Pour sa part, le Concile a considéré avec objectivité et avec une profonde affection les Eglises d'Orient, mettant en relief leur ecclésialité et les liens objectifs de communion qui les lient à l'Eglise catholique. Le décret sur l'oecuménisme déclare: Par la célébration de l'Eucharistie du Seigneur en chacune de ces Eglises, l'Eglise de Dieu s'édifie et s'accroît", ajoutant par conséquent que ces Eglises, "tout en étant séparées, ont de véritables sacrements, et avant tout, en vertu de la succession apostolique, le sacerdoce et l'Eucharistie, par lesquels elles sont encore unies à nous par des liens très étroits" (82).
82- UR 15.
Pour les Eglises d'Orient, on a reconnu la grande tradition liturgique et spirituelle, le caractère spécifique de leur développement historique, les disciplines suivies par elles depuis les premiers temps et confirmées par les saints Pères et par les Conciles oecuméniques, la manière qui leur est propre d'exprimer la doctrine. Tout ceci avec la conviction que la diversité légitime ne s'oppose pas du tout à l'unité de l'Eglise, elle en accroît même le prestige et contribue largement à l'achèvement de sa mission.
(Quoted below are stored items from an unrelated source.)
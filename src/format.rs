//! Count formatting for the presence line.

/// Placeholder substituted with the formatted count in locale phrases.
pub const COUNT_PLACEHOLDER: &str = "{{count}}";

/// Group digits in runs of three from the right: `1234567` -> `"1,234,567"`.
pub fn group_thousands(n: u64) -> String {
    let digits = n.to_string();
    let mut out = String::with_capacity(digits.len() + digits.len() / 3);
    for (i, ch) in digits.chars().enumerate() {
        if i > 0 && (digits.len() - i) % 3 == 0 {
            out.push(',');
        }
        out.push(ch);
    }
    out
}

/// Replace the first `{{count}}` in `phrase` with the grouped count.
pub fn substitute_count(phrase: &str, count: u64) -> String {
    phrase.replacen(COUNT_PLACEHOLDER, &group_thousands(count), 1)
}
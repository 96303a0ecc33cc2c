//! invite-card: render server invite cards as SVG.
//!
//! `render` writes one card to stdout or a file; `serve` exposes
//! `GET /{code}` over HTTP; `config` prints the effective configuration.

use std::net::SocketAddr;
use std::path::PathBuf;
use std::sync::Arc;

use anyhow::{Context, Result};
use clap::{Parser, Subcommand};
use tracing::info;

use invite_card::server;
use invite_card::{Config, DiscordClient, FontSet, InviteRenderer, Locales, RenderRequest, logging, paths};

/// Server invite card renderer
#[derive(Parser, Debug)]
#[command(name = "invite-card", version, about = "Render server invite cards as SVG")]
struct Args {
    /// Configuration file (defaults to ~/.config/invite-card/config.toml)
    #[arg(short, long, global = true)]
    config: Option<PathBuf>,

    #[command(subcommand)]
    command: Command,
}

#[derive(Subcommand, Debug)]
enum Command {
    /// Render a single invite
    Render {
        /// Invite code, e.g. `rust-lang`
        code: String,

        /// Language for the card's strings
        #[arg(short, long, default_value = "en")]
        language: String,

        /// Embed animated icons as static images
        #[arg(long)]
        no_animation: bool,

        /// Write the SVG here instead of stdout
        #[arg(short, long)]
        output: Option<PathBuf>,
    },
    /// Serve cards over HTTP
    Serve {
        /// Address to bind, overrides `server.bind`
        #[arg(short, long)]
        bind: Option<SocketAddr>,
    },
    /// Print the effective configuration as TOML
    Config,
}

fn main() -> Result<()> {
    let args = Args::parse();
    let _log_guard = logging::init();

    let config_path = args.config.clone().unwrap_or_else(paths::default_config_file);
    let config = Config::load(&config_path)
        .with_context(|| format!("loading {}", config_path.display()))?;

    let runtime = tokio::runtime::Builder::new_multi_thread()
        .enable_all()
        .build()
        .context("failed to create Tokio runtime")?;

    match args.command {
        Command::Render {
            code,
            language,
            no_animation,
            output,
        } => {
            let request = RenderRequest::new(code)
                .language(language)
                .animation(!no_animation);
            let renderer = build_renderer(&config)?;
            let svg = runtime.block_on(renderer.render(&request))?;
            match output {
                Some(path) => {
                    std::fs::write(&path, svg)
                        .with_context(|| format!("writing {}", path.display()))?;
                    info!(path = %path.display(), "card written");
                }
                None => println!("{svg}"),
            }
        }
        Command::Serve { bind } => {
            let addr = match bind {
                Some(addr) => addr,
                None => config
                    .server
                    .bind
                    .parse()
                    .with_context(|| format!("invalid server.bind '{}'", config.server.bind))?,
            };
            let renderer = build_renderer(&config)?;
            runtime.block_on(server::serve(addr, renderer))?;
        }
        Command::Config => print!("{}", config.to_toml()),
    }

    Ok(())
}

/// Load fonts, locales and the API client. Fonts are required for every
/// card, so a missing font stops the process here.
fn build_renderer(config: &Config) -> Result<Arc<InviteRenderer<DiscordClient, FontSet>>> {
    let fonts = FontSet::load(&config.fonts).context("card fonts are required")?;
    let locales = Locales::load(&config.locale)?;
    let source = DiscordClient::new(&config.discord)?;
    Ok(Arc::new(InviteRenderer::new(source, fonts, locales)))
}
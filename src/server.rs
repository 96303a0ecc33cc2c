//! HTTP service: `GET /{code}?language=de&animation=false` returns the card.

use std::net::SocketAddr;
use std::sync::Arc;

use axum::Router;
use axum::extract::{Path, Query, State};
use axum::http::{StatusCode, header};
use axum::response::{IntoResponse, Response};
use axum::routing::get;
use serde::Deserialize;
use tracing::{error, info, warn};

use crate::discord::InviteSource;
use crate::error::CardError;
use crate::render::{InviteRenderer, RenderRequest};
use crate::text::TextShaper;

const MAX_CODE_LEN: usize = 64;

#[derive(Debug, Deserialize)]
pub struct CardQuery {
    pub language: Option<String>,
    pub animation: Option<bool>,
}

/// Build the router around a shared renderer.
pub fn router<S, T>(renderer: Arc<InviteRenderer<S, T>>) -> Router
where
    S: InviteSource + 'static,
    T: TextShaper + Send + Sync + 'static,
{
    Router::new()
        .route("/health", get(|| async { "ok" }))
        .route("/{code}", get(card::<S, T>))
        .with_state(renderer)
}

/// Bind and serve until ctrl-c.
pub async fn serve<S, T>(addr: SocketAddr, renderer: Arc<InviteRenderer<S, T>>) -> std::io::Result<()>
where
    S: InviteSource + 'static,
    T: TextShaper + Send + Sync + 'static,
{
    let listener = tokio::net::TcpListener::bind(addr).await?;
    info!(%addr, "invite-card listening");
    axum::serve(listener, router(renderer))
        .with_graceful_shutdown(async {
            let _ = tokio::signal::ctrl_c().await;
            info!("shutting down");
        })
        .await
}

async fn card<S, T>(
    State(renderer): State<Arc<InviteRenderer<S, T>>>,
    Path(code): Path<String>,
    Query(query): Query<CardQuery>,
) -> Response
where
    S: InviteSource + 'static,
    T: TextShaper + Send + Sync + 'static,
{
    if !is_valid_code(&code) {
        return (StatusCode::BAD_REQUEST, "malformed invite code").into_response();
    }

    let mut request = RenderRequest::new(code);
    if let Some(language) = query.language {
        request = request.language(language);
    }
    if let Some(animation) = query.animation {
        request = request.animation(animation);
    }

    match renderer.render(&request).await {
        Ok(svg) => ([(header::CONTENT_TYPE, "image/svg+xml")], svg).into_response(),
        Err(e) => error_response(&request, e),
    }
}

fn error_response(request: &RenderRequest, err: CardError) -> Response {
    match err {
        CardError::DataUnavailable(reason) => {
            warn!(code = %request.invite_code, %reason, "invite unavailable");
            (StatusCode::NOT_FOUND, "invite not found").into_response()
        }
        other => {
            error!(code = %request.invite_code, error = %other, "render failed");
            (StatusCode::INTERNAL_SERVER_ERROR, "render failed").into_response()
        }
    }
}

/// Invite codes and vanity URLs are short runs of letters, digits and dashes.
pub fn is_valid_code(code: &str) -> bool {
    !code.is_empty()
        && code.len() <= MAX_CODE_LEN
        && code.chars().all(|c| c.is_ascii_alphanumeric() || c == '-')
}

#[cfg(test)]
mod tests {
    use super::*;

    #[test]
    fn code_validation() {
        assert!(is_valid_code("rust-lang"));
        assert!(is_valid_code("aBc123"));
        assert!(!is_valid_code(""));
        assert!(!is_valid_code("../etc"));
        assert!(!is_valid_code("a b"));
        assert!(!is_valid_code(&"x".repeat(65)));
    }
}
//! invite-card: server invite cards as SVG.
//!
//! Given an invite code, fetches the invite record and guild icon, resolves
//! the locale strings and lays out a fixed 430x110 card: header, icon, server
//! name with an optional partnered/verified badge, online and member counts,
//! and a join button. Text is shaped into outlines with the card's own fonts
//! so the document renders identically everywhere.
//!
//! ```no_run
//! # async fn demo() -> invite_card::Result<()> {
//! use invite_card::{Config, DiscordClient, FontSet, InviteRenderer, Locales, RenderRequest};
//!
//! let config = Config::default();
//! let renderer = InviteRenderer::new(
//!     DiscordClient::new(&config.discord)?,
//!     FontSet::load(&config.fonts)?,
//!     Locales::load(&config.locale)?,
//! );
//! let svg = renderer.render(&RenderRequest::new("rust-lang").language("de")).await?;
//! # let _ = svg;
//! # Ok(())
//! # }
//! ```

pub mod badge;
pub mod compose;
pub mod config;
pub mod discord;
pub mod error;
pub mod format;
pub mod layout;
pub mod locale;
pub mod logging;
pub mod paths;
pub mod render;
pub mod server;
pub mod svg;
pub mod text;

pub use compose::{CARD_HEIGHT, CARD_WIDTH, Card, CardSpec, compose};
pub use config::Config;
pub use discord::{DiscordClient, Invite, InviteSource};
pub use error::{CardError, Result};
pub use locale::{LocaleCatalog, Locales};
pub use render::{InviteRenderer, RenderRequest};
pub use text::{Anchor, FontRole, FontSet, TextMetrics, TextShaper};
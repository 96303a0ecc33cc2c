//! Runtime configuration for invite-card.
//!
//! Everything the process needs besides the render parameters lives in a
//! single `Config` struct that serializes to/from TOML. Every section carries
//! `#[serde(default)]`, so a partial file only overrides what it names.

use std::path::{Path, PathBuf};

use crate::error::{CardError, Result};

// ---------------------------------------------------------------------------
// Config
// ---------------------------------------------------------------------------

/// Root configuration container.
#[derive(Debug, Clone, Default, serde::Deserialize, serde::Serialize)]
#[serde(default)]
pub struct Config {
    pub fonts: FontPaths,
    pub discord: DiscordSettings,
    pub server: ServerSettings,
    pub locale: LocaleSettings,
}

// --- Sub-structs ---

/// Font files for the three card faces.
#[derive(Debug, Clone, serde::Deserialize, serde::Serialize)]
#[serde(default)]
pub struct FontPaths {
    pub bold: PathBuf,
    pub semibold: PathBuf,
    pub medium: PathBuf,
}

#[derive(Debug, Clone, serde::Deserialize, serde::Serialize)]
#[serde(default)]
pub struct DiscordSettings {
    /// REST API root, e.g. `https://discord.com/api/v10`.
    pub api_base: String,
    /// CDN root serving guild icons.
    pub cdn_base: String,
    pub timeout_secs: u64,
    pub user_agent: String,
    /// Requested icon edge length in pixels.
    pub icon_size: u32,
}

#[derive(Debug, Clone, serde::Deserialize, serde::Serialize)]
#[serde(default)]
pub struct ServerSettings {
    pub bind: String,
}

#[derive(Debug, Clone, serde::Deserialize, serde::Serialize)]
#[serde(default)]
pub struct LocaleSettings {
    pub default_language: String,
    /// JSON strings table merged over the built-in catalogs.
    pub strings_path: Option<PathBuf>,
}

// ---------------------------------------------------------------------------
// Default implementations
// ---------------------------------------------------------------------------

impl Default for FontPaths {
    fn default() -> Self {
        Self {
            bold: PathBuf::from("fonts/WhitneyBoldRegular.ttf"),
            semibold: PathBuf::from("fonts/WhitneySemiboldRegular.ttf"),
            medium: PathBuf::from("fonts/WhitneyMediumRegular.ttf"),
        }
    }
}

impl Default for DiscordSettings {
    fn default() -> Self {
        Self {
            api_base: "https://discord.com/api/v10".to_string(),
            cdn_base: "https://cdn.discordapp.com".to_string(),
            timeout_secs: 10,
            user_agent: format!("invite-card/{}", env!("CARGO_PKG_VERSION")),
            icon_size: 128,
        }
    }
}

impl Default for ServerSettings {
    fn default() -> Self {
        Self {
            bind: "127.0.0.1:8080".to_string(),
        }
    }
}

impl Default for LocaleSettings {
    fn default() -> Self {
        Self {
            default_language: "en".to_string(),
            strings_path: None,
        }
    }
}

// ---------------------------------------------------------------------------
// Helper methods
// ---------------------------------------------------------------------------

impl Config {
    /// Load configuration from a TOML file. A missing file yields the
    /// defaults so the service always starts with sensible values.
    pub fn load(path: impl AsRef<Path>) -> Result<Self> {
        let path = path.as_ref();
        if !path.exists() {
            tracing::warn!(
                "Config file not found at '{}'; using defaults.",
                path.display()
            );
            return Ok(Self::default());
        }

        let raw = std::fs::read_to_string(path)
            .map_err(|e| CardError::Config(format!("cannot read '{}': {e}", path.display())))?;

        Self::from_toml(&raw).map_err(|e| CardError::Config(format!("TOML parse error: {e}")))
    }

    /// Serialize to a TOML string.
    pub fn to_toml(&self) -> String {
        toml::to_string_pretty(self).unwrap_or_default()
    }

    /// Deserialize from a TOML string.
    pub fn from_toml(s: &str) -> std::result::Result<Self, toml::de::Error> {
        toml::from_str(s)
    }
}

// ---------------------------------------------------------------------------
// Tests
// ---------------------------------------------------------------------------
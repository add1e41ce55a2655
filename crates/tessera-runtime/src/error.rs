//! Runtime error types.

use tessera_core::RegistryError;
use tessera_framework::{PipelineError, PluginError};
use thiserror::Error;

use crate::config::ConfigError;

/// Errors that can occur while booting, running or stopping the runtime.
#[derive(Error, Debug)]
pub enum RuntimeError {
    #[error(transparent)]
    Config(#[from] ConfigError),

    #[error(transparent)]
    Plugin(#[from] PluginError),

    /// A configured intent could not be registered.
    #[error(transparent)]
    Registry(#[from] RegistryError),

    #[error(transparent)]
    Pipeline(#[from] PipelineError),

    /// Installing the shutdown signal handler failed.
    #[error("Failed to listen for shutdown signal: {0}")]
    Signal(#[from] std::io::Error),
}

/// Result type for runtime operations.
pub type RuntimeResult<T> = Result<T, RuntimeError>;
Le Concile oecuménique Vatican II veut fonder le dialogue sur la communion existante et attire l'attention sur la riche réalité des Eglises d'Orient : "Le saint Concile exhorte tout le monde, mais surtout ceux qui ont l'intention de travailler à l'instauration de la pleine communion souhaitée entre les Eglises orientales et l'Eglise catholique, à bien considérer cette condition particulière des Eglises d'Orient à leur naissance et dans leur croissance, ainsi que la nature des relations qui étaient en vigueur entre elles et le Siège romain avant la séparation, et à se former sur tous ces points un jugement droit" (83).
83- UR 14.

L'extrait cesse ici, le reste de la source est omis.